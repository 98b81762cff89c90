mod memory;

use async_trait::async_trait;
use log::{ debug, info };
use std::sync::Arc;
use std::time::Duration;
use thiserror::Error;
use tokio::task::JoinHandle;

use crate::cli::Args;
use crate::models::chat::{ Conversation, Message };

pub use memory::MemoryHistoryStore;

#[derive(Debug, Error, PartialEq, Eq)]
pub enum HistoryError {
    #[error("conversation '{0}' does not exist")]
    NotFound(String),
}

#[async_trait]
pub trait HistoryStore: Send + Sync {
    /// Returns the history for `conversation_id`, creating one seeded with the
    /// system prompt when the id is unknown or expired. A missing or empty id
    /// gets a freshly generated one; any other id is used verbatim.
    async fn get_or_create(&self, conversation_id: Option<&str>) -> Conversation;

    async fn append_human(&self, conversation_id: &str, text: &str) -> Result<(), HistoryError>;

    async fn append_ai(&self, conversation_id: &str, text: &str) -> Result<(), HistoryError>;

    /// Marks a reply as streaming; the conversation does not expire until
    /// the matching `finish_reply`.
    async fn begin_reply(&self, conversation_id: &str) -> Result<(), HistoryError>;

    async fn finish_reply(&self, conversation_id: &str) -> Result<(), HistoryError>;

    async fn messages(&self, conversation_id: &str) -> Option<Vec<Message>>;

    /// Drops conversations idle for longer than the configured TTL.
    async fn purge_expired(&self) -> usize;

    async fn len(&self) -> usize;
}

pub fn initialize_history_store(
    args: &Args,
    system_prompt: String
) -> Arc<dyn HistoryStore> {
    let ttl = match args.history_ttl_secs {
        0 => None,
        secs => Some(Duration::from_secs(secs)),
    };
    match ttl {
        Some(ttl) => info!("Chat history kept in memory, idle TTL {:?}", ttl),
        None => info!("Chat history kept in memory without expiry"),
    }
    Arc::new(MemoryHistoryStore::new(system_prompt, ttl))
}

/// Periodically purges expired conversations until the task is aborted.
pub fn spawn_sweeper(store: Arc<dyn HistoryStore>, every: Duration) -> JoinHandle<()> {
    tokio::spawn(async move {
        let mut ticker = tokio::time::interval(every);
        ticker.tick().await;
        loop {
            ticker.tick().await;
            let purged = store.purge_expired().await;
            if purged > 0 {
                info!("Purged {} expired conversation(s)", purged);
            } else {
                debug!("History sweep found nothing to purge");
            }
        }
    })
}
◇ ◇ ◇
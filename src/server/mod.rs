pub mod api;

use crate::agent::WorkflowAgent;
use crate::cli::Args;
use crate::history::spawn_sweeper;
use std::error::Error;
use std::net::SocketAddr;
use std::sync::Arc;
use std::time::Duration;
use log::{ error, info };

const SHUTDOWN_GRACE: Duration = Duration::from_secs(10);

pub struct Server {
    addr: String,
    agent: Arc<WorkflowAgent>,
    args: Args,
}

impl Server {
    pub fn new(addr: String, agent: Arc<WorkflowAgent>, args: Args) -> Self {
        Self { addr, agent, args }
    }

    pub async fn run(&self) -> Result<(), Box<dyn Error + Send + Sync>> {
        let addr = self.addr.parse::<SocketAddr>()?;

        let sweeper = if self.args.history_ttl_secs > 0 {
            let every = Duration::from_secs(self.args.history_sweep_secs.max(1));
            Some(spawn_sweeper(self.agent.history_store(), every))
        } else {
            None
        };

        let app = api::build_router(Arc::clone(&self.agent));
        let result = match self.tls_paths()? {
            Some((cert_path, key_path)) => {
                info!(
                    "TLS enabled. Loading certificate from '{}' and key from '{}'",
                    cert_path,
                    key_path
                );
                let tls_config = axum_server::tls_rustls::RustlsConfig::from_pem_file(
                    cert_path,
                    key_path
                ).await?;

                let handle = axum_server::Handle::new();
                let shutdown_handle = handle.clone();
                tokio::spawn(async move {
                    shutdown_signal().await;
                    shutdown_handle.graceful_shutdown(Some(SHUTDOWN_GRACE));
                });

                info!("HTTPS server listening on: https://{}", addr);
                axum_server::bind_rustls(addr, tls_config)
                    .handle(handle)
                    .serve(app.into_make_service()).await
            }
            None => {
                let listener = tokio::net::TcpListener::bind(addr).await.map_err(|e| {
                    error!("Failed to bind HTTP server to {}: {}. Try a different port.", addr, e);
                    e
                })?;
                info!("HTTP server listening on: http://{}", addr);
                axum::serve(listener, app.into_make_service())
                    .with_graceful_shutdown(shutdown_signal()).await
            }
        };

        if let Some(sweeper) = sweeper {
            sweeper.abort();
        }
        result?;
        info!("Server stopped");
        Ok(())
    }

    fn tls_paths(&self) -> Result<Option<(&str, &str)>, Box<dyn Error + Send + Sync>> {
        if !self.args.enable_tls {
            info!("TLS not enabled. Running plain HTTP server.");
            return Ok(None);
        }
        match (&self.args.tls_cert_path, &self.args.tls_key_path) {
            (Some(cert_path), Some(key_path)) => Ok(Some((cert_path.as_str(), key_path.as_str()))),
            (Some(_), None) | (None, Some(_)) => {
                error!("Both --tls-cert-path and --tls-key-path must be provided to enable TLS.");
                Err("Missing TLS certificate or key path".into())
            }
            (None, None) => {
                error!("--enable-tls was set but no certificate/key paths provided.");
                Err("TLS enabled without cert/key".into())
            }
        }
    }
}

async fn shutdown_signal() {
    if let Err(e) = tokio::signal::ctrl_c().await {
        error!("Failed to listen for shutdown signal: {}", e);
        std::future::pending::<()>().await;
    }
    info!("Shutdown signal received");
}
◇ ◇ ◇
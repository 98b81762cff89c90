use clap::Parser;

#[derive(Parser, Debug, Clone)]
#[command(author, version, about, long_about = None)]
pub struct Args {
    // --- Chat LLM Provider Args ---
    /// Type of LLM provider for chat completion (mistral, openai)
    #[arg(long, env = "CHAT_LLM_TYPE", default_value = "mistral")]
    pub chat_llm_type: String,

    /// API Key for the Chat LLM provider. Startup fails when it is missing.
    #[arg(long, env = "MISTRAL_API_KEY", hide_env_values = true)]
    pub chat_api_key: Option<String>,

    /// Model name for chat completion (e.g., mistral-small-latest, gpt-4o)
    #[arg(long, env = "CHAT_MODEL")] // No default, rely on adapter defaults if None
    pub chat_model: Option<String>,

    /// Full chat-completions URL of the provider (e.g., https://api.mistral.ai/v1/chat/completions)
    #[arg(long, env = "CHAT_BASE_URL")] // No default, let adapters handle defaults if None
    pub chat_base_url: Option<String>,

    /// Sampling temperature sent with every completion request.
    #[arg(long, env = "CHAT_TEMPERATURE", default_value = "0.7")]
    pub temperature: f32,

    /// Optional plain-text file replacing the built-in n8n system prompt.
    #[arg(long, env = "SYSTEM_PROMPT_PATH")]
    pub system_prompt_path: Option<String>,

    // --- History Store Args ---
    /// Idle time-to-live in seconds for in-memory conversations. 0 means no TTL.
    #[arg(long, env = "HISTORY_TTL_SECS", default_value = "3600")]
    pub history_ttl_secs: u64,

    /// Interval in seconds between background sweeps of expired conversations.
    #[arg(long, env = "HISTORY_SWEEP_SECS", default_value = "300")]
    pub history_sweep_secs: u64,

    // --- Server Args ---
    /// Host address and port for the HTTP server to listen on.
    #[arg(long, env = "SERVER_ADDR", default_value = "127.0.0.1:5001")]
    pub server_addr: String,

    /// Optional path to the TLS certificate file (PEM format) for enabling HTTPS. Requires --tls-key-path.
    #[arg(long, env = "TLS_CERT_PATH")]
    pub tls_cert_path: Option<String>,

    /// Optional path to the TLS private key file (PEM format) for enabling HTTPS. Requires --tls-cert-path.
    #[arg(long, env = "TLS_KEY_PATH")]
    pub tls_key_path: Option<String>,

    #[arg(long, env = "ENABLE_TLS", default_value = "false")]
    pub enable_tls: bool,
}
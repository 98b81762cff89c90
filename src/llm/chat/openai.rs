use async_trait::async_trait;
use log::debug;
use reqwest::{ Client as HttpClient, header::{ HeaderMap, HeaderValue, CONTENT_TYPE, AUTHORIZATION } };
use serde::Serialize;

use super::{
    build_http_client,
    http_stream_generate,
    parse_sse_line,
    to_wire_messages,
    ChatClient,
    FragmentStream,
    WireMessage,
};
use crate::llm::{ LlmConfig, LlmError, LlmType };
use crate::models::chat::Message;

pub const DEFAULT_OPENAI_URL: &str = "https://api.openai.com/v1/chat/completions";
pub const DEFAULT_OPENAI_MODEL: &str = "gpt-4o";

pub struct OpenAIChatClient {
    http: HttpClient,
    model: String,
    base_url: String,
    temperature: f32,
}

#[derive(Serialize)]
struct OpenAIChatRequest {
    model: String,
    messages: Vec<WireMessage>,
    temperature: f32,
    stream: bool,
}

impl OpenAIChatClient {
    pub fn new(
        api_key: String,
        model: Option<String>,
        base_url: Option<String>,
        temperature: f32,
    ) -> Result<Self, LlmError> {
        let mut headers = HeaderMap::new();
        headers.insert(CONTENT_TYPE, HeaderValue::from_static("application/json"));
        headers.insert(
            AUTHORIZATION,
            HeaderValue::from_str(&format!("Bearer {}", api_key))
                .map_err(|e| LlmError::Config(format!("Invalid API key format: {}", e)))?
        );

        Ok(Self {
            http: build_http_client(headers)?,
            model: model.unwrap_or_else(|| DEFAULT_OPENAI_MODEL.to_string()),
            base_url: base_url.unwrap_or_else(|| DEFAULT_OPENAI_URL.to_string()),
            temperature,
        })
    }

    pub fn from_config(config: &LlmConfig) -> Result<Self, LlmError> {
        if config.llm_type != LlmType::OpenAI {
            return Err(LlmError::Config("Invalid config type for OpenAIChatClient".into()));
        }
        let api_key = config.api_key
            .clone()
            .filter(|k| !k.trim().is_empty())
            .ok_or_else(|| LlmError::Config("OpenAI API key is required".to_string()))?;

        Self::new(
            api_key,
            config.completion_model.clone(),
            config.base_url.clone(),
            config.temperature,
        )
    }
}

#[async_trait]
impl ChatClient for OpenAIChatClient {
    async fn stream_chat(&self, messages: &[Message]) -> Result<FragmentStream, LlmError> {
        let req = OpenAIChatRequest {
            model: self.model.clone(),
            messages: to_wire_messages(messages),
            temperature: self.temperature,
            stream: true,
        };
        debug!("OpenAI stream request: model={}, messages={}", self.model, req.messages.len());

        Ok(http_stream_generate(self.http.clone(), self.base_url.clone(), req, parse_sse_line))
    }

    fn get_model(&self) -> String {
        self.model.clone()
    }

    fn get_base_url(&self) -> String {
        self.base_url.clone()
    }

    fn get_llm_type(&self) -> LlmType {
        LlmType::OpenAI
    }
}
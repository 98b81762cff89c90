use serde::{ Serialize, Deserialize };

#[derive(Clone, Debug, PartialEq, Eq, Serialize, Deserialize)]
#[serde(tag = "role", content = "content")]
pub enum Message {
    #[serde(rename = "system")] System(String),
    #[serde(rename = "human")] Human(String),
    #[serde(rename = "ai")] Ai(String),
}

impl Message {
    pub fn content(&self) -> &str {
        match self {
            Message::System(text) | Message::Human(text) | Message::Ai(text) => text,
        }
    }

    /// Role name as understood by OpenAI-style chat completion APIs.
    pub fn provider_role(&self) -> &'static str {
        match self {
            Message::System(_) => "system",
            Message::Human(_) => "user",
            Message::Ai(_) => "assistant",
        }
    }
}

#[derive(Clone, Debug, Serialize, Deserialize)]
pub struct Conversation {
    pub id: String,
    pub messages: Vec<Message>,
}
◇ ◇ ◇
→ How to complete this task: In the entries above, find each line with "move" and list it.

→ Output:
    tokio::spawn(async move {
                tokio::spawn(async move {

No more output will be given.